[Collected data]
[Start of section]
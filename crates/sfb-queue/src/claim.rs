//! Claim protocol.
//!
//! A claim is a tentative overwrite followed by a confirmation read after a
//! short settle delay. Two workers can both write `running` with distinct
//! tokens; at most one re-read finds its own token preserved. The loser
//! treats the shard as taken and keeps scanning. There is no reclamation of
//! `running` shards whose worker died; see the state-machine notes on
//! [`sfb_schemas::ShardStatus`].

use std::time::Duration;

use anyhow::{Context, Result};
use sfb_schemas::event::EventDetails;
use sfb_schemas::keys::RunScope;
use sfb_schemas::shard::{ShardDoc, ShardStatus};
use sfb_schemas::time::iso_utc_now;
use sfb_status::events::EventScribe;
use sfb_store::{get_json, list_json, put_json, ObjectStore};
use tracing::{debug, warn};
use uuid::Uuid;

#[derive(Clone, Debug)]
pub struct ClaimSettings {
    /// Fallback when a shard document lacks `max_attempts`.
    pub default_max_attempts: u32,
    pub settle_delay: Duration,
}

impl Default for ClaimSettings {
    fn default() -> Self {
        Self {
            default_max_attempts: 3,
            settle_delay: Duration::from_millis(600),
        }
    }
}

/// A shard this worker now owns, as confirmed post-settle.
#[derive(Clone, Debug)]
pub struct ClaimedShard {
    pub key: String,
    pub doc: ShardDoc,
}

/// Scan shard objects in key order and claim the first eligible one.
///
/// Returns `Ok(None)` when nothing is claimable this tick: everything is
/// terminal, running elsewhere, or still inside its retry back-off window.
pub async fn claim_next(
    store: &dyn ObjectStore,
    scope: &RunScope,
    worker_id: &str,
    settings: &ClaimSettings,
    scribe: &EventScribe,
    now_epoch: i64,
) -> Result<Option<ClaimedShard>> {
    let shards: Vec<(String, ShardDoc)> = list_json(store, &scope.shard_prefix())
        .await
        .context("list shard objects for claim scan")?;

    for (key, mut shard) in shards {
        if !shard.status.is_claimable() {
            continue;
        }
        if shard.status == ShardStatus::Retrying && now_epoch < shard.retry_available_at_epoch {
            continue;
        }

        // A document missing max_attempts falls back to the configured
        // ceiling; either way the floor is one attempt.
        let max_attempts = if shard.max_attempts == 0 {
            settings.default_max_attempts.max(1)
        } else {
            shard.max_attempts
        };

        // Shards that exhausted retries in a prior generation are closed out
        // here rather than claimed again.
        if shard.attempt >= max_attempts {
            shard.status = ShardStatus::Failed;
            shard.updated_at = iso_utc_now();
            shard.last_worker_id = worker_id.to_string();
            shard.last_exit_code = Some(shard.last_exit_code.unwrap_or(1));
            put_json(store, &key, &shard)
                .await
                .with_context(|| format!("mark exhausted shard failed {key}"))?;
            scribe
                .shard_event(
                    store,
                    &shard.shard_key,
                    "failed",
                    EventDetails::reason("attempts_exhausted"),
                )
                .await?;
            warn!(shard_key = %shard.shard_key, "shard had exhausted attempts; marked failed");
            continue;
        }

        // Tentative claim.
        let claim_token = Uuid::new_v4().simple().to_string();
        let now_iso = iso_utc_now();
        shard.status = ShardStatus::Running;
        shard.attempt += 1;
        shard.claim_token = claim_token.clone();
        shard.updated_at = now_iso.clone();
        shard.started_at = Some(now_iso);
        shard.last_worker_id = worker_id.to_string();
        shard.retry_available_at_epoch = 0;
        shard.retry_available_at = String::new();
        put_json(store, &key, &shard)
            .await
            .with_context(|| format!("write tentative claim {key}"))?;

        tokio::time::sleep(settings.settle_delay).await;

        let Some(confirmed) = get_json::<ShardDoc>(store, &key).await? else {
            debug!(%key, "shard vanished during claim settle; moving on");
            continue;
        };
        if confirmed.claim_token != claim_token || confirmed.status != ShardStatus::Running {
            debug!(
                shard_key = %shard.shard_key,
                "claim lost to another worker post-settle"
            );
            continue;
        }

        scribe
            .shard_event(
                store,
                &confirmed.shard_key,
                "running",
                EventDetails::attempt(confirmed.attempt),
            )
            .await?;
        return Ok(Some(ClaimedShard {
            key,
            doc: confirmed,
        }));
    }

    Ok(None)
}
[End of section]
INSTRUCTIONS FOR THE TASK ->
Up to and including the line with "preserved. The loser", please return the records exactly, beginning from their first line.

COMPLETED EXERCISE ->
filename crates/sfb-queue/src/claim.rs
//! Claim protocol.
//!
//! A claim is a tentative overwrite followed by a confirmation read after a
//! short settle delay. Two workers can both write `running` with distinct
//! tokens; at most one re-read finds its own token preserved. The loser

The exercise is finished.